Coordination chemistry, reactivities, and stereoelectronic properties of chelating phosphine ligands containing thioamide substituents

Abstract

The intramolecular exo-cycloaddition reaction between N,N-dimethylthioacrylamide and 3,4-dimethyl-1-phenylphosphole in the presence of a perchloratopalladium template containing ortho-metallated (S)-(1-(dimethylamino)ethyl)naphthalene as the chiral auxiliary gave the corresponding thioamide-substituted P-chiral phosphanorbornene stereospecifically in 6 d. The exo-cycloadduct coordinated to the palladium template as a bidentate chelate via its phosphorus and thioamide-sulfur donor atoms. The corresponding intermolecular endo-cycloaddition reaction using the analogous chloropalladium template containing the same ortho-metallated naphthylamine auxiliary produced a pair of separable diastereomeric endo-cycloadducts in 60 d. Both the endo-cycloadducts coordinated to the palladium template as monodentates via their phosphorus donor atoms and their thioamide functions were not involved in the metal complexation. The faster rate observed in the exo-cycloaddition reaction is attributed to the electronic polarization and hence the activation of N,N-dimethylthioacrylamide via thioamide-S coordination. Optically active thioamide-substituted phosphanorbornenes could be liberated from these product complexes by treatment with aqueous cyanide. For comparison purposes, the novel ligand Ph2PC(S)NMe2 was prepared.

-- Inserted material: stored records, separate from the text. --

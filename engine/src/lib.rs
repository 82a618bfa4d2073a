//! An entity-component-system core for real-time simulations.
//!
//! The [`ecs::World`] owns entities, entity classes and systems. It keeps an index from
//! component type to entities plus a cache of entity groups keyed by
//! [`ecs::ComponentTypeGroup`], and drives the per-frame execution of registered systems.
//!
//! ```rust,ignore
//! use sol_ecs::ecs::{EntityClass, World, WorldId};
//!
//! let mut world = World::new(WorldId::new(0));
//! world.add_entity_class(EntityClass::new("bullet").with(Position::default()));
//! let bullet = world.instantiate_entity_class("bullet", "b1")?;
//!
//! let group = world.group::<Position>();
//! assert_eq!(world.entity_group(&group), &[bullet]);
//! ```

// Lets `#[derive(Component)]` expand to `::sol_ecs::...` paths inside this crate too.
extern crate self as sol_ecs;

pub mod ecs;
pub mod logging;
use std::{
    any::{TypeId as StdTypeId, type_name},
    collections::{HashMap, HashSet},
    fmt::Display,
    marker::PhantomData,
    mem,
    sync::{
        Arc,
        atomic::{AtomicU64, Ordering},
    },
};

use log::{debug, error, warn};

use crate::ecs::{
    class::EntityClass,
    component::{self, Component, ComponentTypeGroup, IntoGroup},
    entity::{self, Entity, EntityId, EntityMut},
    error::{Error, Result},
    system::{self, AnySystem, Slot, System, SystemHandle, SystemInfo},
    util::short_type_name,
    world::index::Index,
};

/// A world identifier. This is a unique identifier for a world in the ECS.
#[derive(Debug, Clone, Copy, PartialEq, Eq, PartialOrd, Ord, Hash)]
pub struct Id(u32);

impl Id {
    /// Create a new world identifier.
    #[inline]
    pub const fn new(id: u32) -> Self {
        Id(id)
    }

    /// Get the raw identifier value.
    #[inline]
    pub const fn id(&self) -> u32 {
        self.0
    }
}

/// Identifies one world instance for the lifetime of the process. Unlike [`Id`], which the host
/// chooses and may reuse, no two worlds ever share an origin.
#[derive(Debug, Clone, Copy, PartialEq, Eq, Hash)]
pub(crate) struct Origin(u64);

impl Origin {
    /// Hand out the next unused origin.
    pub(crate) fn next() -> Self {
        static NEXT: AtomicU64 = AtomicU64::new(0);
        Origin(NEXT.fetch_add(1, Ordering::Relaxed))
    }
}

/// The World is the central container for entities, entity classes, and systems.
///
/// Each world is isolated from other worlds: entities created by one world cannot be added to
/// another.
pub struct World {
    /// The world's unique identifier.
    id: Id,

    /// Stamped on every entity the world creates.
    origin: Origin,

    /// Component type ids, possibly shared with other worlds.
    registry: Arc<component::Registry>,

    /// Entity id allocator.
    allocator: entity::Allocator,

    /// Active entities, indexed by slot.
    entities: Vec<Option<Entity>>,

    /// The number of active entities.
    entity_count: usize,

    /// Type sets and the group cache.
    index: Index,

    /// Entities marked for removal at the next flush.
    scheduled_removals: HashSet<EntityId>,

    /// Components marked for removal at the next flush.
    scheduled_component_removals: Vec<(EntityId, component::Id)>,

    /// Entity classes by name.
    classes: HashMap<String, EntityClass>,

    /// Systems in registration order.
    systems: Vec<Slot>,

    /// The next system id to hand out.
    next_system_id: u32,

    /// Constructors for systems added by type or name.
    factories: system::Registry,

    /// Set once any system or the host asks the simulation to stop.
    termination_requested: bool,

    /// Marker to make World !Send. Systems are not required to be Send, so the world they live
    /// in must stay on the thread that created it.
    _not_send: PhantomData<*mut ()>,
}
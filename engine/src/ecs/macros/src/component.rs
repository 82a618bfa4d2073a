use proc_macro::TokenStream;
use quote::quote;
use syn::{DeriveInput, parse_macro_input};

pub fn derive_component(input: TokenStream) -> TokenStream {
    // Parse the input tokens into a syntax tree
    let ast = parse_macro_input!(input as DeriveInput);

    // Get the type name we are annotating, along with any generics it carries
    let name = &ast.ident;
    let (impl_generics, type_generics, where_clause) = ast.generics.split_for_impl();

    // Use ::sol_ecs::ecs::Component which works both inside and outside the crate.
    // Inside the crate, this works because of `extern crate self as sol_ecs;` in lib.rs
    // Outside the crate, this naturally resolves to the sol_ecs dependency.
    TokenStream::from(quote! {
        impl #impl_generics ::sol_ecs::ecs::Component for #name #type_generics #where_clause {
        }
    })
}
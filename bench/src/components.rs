//! Common component types used across benchmarks.
//!
//! These components are designed to be representative of real game components
//! in terms of size and access patterns.

use serde::Serialize;
use sol_ecs::ecs::Component;

// =============================================================================
// Transform Components
// =============================================================================

/// 3D position component (12 bytes).
#[derive(Component, Clone, Copy, Debug, Default, Serialize)]
pub struct Position {
    pub x: f32,
    pub y: f32,
    pub z: f32,
}

/// 3D velocity component (12 bytes).
#[derive(Component, Clone, Copy, Debug, Default, Serialize)]
pub struct Velocity {
    pub x: f32,
    pub y: f32,
    pub z: f32,
}

/// Rotation as euler angles (12 bytes).
#[derive(Component, Clone, Copy, Debug, Default, Serialize)]
pub struct Rotation {
    pub x: f32,
    pub y: f32,
    pub z: f32,
}

// =============================================================================
// Game Entity Components
// =============================================================================

/// Health component for damageable entities.
#[derive(Component, Clone, Copy, Debug, Default, Serialize)]
pub struct Health {
    pub current: f32,
    pub max: f32,
}

/// Team/faction identifier.
#[derive(Component, Clone, Copy, Debug, Default, Serialize)]
pub struct Team {
    pub id: u32,
}

/// A projectile marker.
#[derive(Component, Clone, Copy, Debug, Default, Serialize)]
pub struct Projectile;

// =============================================================================
// Particle System Components
// =============================================================================

/// Particle marker.
#[derive(Component, Clone, Copy, Debug, Default, Serialize)]
pub struct Particle;

/// Remaining and total lifetime in seconds.
#[derive(Component, Clone, Copy, Debug, Default, Serialize)]
pub struct Lifetime {
    pub remaining: f32,
    pub total: f32,
}

/// RGBA color.
#[derive(Component, Clone, Copy, Debug, Default, Serialize)]
pub struct Color {
    pub r: f32,
    pub g: f32,
    pub b: f32,
    pub a: f32,
}

/// Billboard size.
#[derive(Component, Clone, Copy, Debug, Default, Serialize)]
pub struct Size {
    pub width: f32,
    pub height: f32,
}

This short-chain ligand displaced acetonitrile and monodentate phosphine ligands on PdII to form stable 4-membered P–S chelates. The CS bond in these sterically hindered chelates are unreactive toward cycloaddition reaction with the phosphole cyclic diene. The thioamido (S)C–N bonds in this series of P–S palladium(II) chelates were found to be significantly shorter than those reported for organic thioamides and their non-chelating counterparts in the endo-cycloadducts, thus indicating that nitrogen in the thioamide function contributed electronically to the stability of the Pd→S bonds.